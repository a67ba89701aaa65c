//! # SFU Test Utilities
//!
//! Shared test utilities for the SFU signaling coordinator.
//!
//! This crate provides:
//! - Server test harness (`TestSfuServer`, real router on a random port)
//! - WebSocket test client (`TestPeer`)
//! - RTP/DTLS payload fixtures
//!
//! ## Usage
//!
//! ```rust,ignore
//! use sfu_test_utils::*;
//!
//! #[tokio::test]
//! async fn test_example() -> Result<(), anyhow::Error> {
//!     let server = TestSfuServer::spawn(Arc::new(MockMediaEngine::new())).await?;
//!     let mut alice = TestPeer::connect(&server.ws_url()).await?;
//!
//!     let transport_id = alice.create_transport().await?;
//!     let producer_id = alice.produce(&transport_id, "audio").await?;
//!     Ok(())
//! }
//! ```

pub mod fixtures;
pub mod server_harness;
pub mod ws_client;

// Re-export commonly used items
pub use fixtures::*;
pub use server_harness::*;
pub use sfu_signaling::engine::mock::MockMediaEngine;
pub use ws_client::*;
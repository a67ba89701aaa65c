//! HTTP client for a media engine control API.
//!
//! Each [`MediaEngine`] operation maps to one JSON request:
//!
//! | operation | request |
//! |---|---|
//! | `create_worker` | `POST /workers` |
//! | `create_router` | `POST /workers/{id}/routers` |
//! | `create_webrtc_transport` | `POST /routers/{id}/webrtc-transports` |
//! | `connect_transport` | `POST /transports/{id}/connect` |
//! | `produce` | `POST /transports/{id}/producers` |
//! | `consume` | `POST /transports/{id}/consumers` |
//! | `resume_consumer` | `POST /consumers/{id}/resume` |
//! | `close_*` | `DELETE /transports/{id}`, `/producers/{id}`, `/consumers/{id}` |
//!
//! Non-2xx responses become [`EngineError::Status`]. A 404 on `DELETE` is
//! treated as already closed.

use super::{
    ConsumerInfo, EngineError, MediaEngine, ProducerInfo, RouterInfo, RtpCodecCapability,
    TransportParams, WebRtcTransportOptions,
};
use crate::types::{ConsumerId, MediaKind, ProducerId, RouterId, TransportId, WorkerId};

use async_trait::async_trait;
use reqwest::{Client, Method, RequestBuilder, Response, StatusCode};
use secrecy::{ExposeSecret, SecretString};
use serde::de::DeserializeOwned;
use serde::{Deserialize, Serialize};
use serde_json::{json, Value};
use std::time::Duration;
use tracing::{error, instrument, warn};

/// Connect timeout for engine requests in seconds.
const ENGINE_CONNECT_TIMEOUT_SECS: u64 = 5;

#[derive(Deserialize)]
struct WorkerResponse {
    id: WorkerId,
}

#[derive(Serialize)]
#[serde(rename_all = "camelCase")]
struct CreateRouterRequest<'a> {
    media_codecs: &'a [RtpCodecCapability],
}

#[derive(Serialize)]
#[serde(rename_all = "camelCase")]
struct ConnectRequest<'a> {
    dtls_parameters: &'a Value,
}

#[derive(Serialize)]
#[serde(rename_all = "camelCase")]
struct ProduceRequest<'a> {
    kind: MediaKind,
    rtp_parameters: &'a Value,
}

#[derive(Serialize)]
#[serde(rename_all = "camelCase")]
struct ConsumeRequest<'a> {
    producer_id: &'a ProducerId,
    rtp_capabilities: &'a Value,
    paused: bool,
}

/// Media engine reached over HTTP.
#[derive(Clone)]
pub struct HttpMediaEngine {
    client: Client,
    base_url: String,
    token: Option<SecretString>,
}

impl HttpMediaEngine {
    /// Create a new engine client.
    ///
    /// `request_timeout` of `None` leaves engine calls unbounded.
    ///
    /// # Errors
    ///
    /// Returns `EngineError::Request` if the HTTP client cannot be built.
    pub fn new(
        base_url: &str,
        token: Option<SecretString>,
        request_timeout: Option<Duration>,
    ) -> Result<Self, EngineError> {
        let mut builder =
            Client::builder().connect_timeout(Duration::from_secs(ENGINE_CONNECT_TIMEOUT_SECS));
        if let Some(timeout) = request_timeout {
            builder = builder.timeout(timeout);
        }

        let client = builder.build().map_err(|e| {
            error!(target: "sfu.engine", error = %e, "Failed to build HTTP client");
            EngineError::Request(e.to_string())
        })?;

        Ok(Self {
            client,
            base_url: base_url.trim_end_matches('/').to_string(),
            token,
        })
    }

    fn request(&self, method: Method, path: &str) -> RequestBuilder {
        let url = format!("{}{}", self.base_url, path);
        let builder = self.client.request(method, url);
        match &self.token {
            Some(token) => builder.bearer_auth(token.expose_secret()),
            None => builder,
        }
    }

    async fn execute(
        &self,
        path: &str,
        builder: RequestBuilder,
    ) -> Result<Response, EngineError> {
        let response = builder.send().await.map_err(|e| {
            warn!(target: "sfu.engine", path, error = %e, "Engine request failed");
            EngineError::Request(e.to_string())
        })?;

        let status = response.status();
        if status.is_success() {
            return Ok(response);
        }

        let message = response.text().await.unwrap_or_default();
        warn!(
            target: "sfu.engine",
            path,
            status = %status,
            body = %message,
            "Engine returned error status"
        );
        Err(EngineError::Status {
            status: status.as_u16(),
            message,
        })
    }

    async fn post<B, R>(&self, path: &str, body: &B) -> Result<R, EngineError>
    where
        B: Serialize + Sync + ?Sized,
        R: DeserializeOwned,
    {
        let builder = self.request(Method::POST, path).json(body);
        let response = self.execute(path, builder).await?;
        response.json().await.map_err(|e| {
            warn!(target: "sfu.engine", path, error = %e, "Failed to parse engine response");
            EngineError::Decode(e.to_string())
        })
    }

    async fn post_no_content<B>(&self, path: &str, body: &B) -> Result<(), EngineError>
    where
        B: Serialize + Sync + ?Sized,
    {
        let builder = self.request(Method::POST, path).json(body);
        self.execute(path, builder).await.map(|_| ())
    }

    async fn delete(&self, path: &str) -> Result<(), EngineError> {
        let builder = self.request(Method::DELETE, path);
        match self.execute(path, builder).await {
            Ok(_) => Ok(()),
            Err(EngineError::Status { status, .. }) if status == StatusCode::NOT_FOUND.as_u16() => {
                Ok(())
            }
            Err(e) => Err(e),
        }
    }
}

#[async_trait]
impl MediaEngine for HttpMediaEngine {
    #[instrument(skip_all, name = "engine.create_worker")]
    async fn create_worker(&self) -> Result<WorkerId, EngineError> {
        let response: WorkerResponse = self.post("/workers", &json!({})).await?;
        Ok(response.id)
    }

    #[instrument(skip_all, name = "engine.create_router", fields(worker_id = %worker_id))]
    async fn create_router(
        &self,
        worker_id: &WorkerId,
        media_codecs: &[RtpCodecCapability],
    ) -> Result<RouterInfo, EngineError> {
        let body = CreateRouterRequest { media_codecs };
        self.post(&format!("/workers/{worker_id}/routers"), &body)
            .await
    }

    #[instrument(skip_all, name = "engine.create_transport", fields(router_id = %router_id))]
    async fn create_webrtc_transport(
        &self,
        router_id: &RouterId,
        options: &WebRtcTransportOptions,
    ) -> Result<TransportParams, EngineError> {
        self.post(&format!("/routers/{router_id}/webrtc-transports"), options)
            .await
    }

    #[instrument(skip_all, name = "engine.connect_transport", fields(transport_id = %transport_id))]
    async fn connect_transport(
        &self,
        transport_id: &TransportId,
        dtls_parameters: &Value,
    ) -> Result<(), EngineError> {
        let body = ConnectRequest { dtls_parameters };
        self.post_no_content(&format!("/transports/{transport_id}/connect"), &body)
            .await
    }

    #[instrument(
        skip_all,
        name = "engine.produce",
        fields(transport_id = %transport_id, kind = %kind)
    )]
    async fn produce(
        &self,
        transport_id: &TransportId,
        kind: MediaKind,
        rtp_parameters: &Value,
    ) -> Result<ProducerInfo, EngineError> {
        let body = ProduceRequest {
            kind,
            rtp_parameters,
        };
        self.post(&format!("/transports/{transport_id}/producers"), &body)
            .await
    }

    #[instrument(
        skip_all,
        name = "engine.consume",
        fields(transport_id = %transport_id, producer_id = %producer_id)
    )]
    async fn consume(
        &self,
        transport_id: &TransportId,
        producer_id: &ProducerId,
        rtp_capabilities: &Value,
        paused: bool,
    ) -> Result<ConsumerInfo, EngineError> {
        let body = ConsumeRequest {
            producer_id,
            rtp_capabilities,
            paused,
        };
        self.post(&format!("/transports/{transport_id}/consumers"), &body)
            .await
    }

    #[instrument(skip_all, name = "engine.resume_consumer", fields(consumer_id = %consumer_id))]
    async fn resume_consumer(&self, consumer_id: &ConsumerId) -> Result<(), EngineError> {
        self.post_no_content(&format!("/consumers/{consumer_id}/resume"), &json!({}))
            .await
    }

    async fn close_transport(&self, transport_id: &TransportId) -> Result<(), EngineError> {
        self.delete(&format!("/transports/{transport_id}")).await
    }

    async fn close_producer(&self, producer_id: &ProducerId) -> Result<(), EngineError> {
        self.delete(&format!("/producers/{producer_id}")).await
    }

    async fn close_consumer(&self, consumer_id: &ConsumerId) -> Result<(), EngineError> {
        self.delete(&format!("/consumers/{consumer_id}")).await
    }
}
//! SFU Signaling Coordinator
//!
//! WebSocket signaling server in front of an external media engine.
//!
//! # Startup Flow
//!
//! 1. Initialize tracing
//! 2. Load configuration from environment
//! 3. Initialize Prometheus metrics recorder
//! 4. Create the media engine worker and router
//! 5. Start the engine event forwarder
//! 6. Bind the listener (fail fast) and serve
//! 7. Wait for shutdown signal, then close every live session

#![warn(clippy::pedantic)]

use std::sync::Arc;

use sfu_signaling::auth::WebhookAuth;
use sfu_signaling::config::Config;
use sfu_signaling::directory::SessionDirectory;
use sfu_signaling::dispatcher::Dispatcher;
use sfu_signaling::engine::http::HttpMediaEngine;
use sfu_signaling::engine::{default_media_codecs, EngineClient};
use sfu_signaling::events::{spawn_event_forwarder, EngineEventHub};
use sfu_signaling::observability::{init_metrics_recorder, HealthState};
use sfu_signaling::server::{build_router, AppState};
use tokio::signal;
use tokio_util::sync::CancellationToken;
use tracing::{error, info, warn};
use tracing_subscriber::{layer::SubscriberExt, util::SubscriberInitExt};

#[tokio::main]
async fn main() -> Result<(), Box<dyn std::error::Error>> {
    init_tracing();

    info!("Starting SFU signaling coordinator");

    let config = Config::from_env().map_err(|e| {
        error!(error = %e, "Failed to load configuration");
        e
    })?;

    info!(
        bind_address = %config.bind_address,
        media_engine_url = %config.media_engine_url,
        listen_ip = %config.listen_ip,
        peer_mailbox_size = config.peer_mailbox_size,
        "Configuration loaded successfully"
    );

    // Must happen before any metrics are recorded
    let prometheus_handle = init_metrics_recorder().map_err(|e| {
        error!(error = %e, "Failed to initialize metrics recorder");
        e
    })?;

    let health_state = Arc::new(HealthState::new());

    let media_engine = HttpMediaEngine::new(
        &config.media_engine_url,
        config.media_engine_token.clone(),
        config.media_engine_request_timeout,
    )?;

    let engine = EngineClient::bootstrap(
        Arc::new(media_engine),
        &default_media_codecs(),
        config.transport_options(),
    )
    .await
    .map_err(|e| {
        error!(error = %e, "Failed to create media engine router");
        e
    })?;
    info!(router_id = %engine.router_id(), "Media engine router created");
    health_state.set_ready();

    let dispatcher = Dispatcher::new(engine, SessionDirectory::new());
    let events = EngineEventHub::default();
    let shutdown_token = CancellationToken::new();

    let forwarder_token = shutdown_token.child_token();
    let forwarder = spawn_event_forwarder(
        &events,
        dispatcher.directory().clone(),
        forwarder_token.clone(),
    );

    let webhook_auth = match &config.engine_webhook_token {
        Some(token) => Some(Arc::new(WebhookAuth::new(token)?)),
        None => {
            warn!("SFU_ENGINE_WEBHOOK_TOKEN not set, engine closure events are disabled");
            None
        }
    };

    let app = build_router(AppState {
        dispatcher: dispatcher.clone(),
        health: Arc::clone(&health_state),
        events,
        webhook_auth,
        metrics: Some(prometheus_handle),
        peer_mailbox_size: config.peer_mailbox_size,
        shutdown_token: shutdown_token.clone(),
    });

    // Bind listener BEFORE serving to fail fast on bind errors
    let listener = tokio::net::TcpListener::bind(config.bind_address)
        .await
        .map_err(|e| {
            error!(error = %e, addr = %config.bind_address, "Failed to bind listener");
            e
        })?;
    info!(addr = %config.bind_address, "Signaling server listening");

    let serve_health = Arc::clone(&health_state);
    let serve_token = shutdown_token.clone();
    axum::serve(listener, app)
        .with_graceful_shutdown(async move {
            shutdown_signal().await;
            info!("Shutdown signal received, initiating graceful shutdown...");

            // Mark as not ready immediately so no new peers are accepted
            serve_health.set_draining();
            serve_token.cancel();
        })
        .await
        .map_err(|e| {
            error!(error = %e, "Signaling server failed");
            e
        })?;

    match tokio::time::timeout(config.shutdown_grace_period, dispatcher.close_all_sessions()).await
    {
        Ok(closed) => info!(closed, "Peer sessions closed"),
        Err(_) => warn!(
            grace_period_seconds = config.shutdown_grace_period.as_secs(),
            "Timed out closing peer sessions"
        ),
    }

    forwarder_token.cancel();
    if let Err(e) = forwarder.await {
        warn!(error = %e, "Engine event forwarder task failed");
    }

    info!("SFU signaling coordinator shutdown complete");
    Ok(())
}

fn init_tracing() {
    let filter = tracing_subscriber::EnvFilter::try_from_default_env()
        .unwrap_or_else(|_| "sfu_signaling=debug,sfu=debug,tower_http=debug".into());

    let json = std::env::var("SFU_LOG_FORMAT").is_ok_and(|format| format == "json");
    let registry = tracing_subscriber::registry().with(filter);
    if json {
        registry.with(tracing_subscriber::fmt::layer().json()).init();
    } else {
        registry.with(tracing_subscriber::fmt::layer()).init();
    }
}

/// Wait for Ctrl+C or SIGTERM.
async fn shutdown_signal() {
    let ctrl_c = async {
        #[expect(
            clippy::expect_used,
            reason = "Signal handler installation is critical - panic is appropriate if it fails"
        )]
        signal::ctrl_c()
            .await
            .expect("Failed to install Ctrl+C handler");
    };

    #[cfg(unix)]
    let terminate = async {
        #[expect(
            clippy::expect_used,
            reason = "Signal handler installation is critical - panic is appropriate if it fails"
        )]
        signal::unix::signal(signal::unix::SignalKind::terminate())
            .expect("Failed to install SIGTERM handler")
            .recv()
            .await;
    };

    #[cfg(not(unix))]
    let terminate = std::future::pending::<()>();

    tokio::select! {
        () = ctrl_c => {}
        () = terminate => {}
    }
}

Problem requirements.
Show me all lines in the records that contain "registry".

Task output.
    let registry = tracing_subscriber::registry().with(filter);
        registry.with(tracing_subscriber::fmt::layer().json()).init();
        registry.with(tracing_subscriber::fmt::layer()).init();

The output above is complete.